New summer ed program designed to help kids catch up after pandemic
It’s not just for failing students; recreation also included
Mayor Bill de Blasio and Schools Chancellor Meisha Porter on Tuesday announced Summer Rising, the city’s free summer education plan for any child in grades K-12 who wants to participate.
The plan is designed to bring kids up to speed for the fall term after the coronavirus pandemic, with its frequent interruptions and reliance on online learning, Surveys reveal kids themselves didn’t feel remote learning was an adequate substitute for in-person learning.
Unlike the “summer schools” of old, which were designed for students who had failed during the school year, Summer Rising will be available to all students. It will include field trips, fun and recreation as well as academics. For high school students, it will also provide opportunities for summer jobs.

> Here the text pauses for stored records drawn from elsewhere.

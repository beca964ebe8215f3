//! storesync-core - Core library for storesync
//!
//! This crate contains the locale catalog, snapshot model, diff engine,
//! translation pipeline, change queue, apply engine, job runner, and the
//! repository used to keep App Store Connect and Google Play listings in sync.

pub mod apply;
pub mod config;
pub mod db;
pub mod diff;
pub mod error;
pub mod jobs;
pub mod locale;
pub mod models;
pub mod queue;
pub mod storefront;
pub mod translate;
pub mod util;

#[cfg(test)]
mod test_support;

pub use error::{Error, Result};
pub use models::{Field, FieldSpec, LocaleDetail, Snapshot, Store, Unit};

The program will integrate the Department of Education’s academic supports and the Department of Youth and Community Development’s school-based enrichment programming to create a comprehensive summer program during what has been described as the most critical summer for New York City students, the Department of Education said.
Last month, in the Washington Post, former Mayor Mike Bloomberg called for such a program, saying that “the evidence that remote learning has been disastrous for children, especially those from low-income families, could not be clearer. Students have effectively missed a year of school, and many were already far behind to begin with.”
Applications for in-person K-8 programs will open on Monday, April 26, and families can sign up through the Department of Youth and Community Development website. Summer locations will be available in every borough, and almost half of all public school buildings will be used.
All K-8 students participating in programs will have access to academic classes, enrichment programming including field trips, arts activities and outdoor recreation and will also engage in daily social emotional learning activities.
Kindergarten and elementary school students will participate in a five-day a week program for seven weeks, providing critical childcare services for families as parents return to the workplace, according to the Department of Education.–>
Middle school students will participate in a four-day-a-week program for six weeks, and high school students will participate in a five-week program with tailored scheduling to meet their needs. In addition, high school students will have the opportunity to participate in the Summer Youth Employment Program and participate in the Public School Athletic League. During the summer, the PSAL host tournaments in baseball, tennis, handball and track.
Brooklyn Borough President Eric Adams, endorsing the Summer Rising program, said in a statement:
“Thousands of young people across our city were forced to adjust to a new, remote reality overnight due to the pandemic, and many without the proper resources — such as remote devices or reliable Wi-Fi connection — have fallen behind their peers. As the summer rapidly approaches, it’s clear we need proactive strategies to ensure our students do not fall further behind. Child development experts have long warned about how the ‘summer slide’ has pernicious and disproportionate impacts on our students, and the urgency of making up that gap has only been underscored during the pandemic.”
Brooklyn Councilmember Mark Treyger, chair of the council’s Committee on Education, said, “Our children deserve summer programs that meet the needs of all students and that are centered on providing children and their families with wraparound support services including social and emotional supports and childcare, coupled with fun, active learning instruction emphasizing the arts, music, recreation and field trips.”
According to the Department of Education, students who have failed courses and are mandated to attend will participate together with those who have enrolled voluntarily.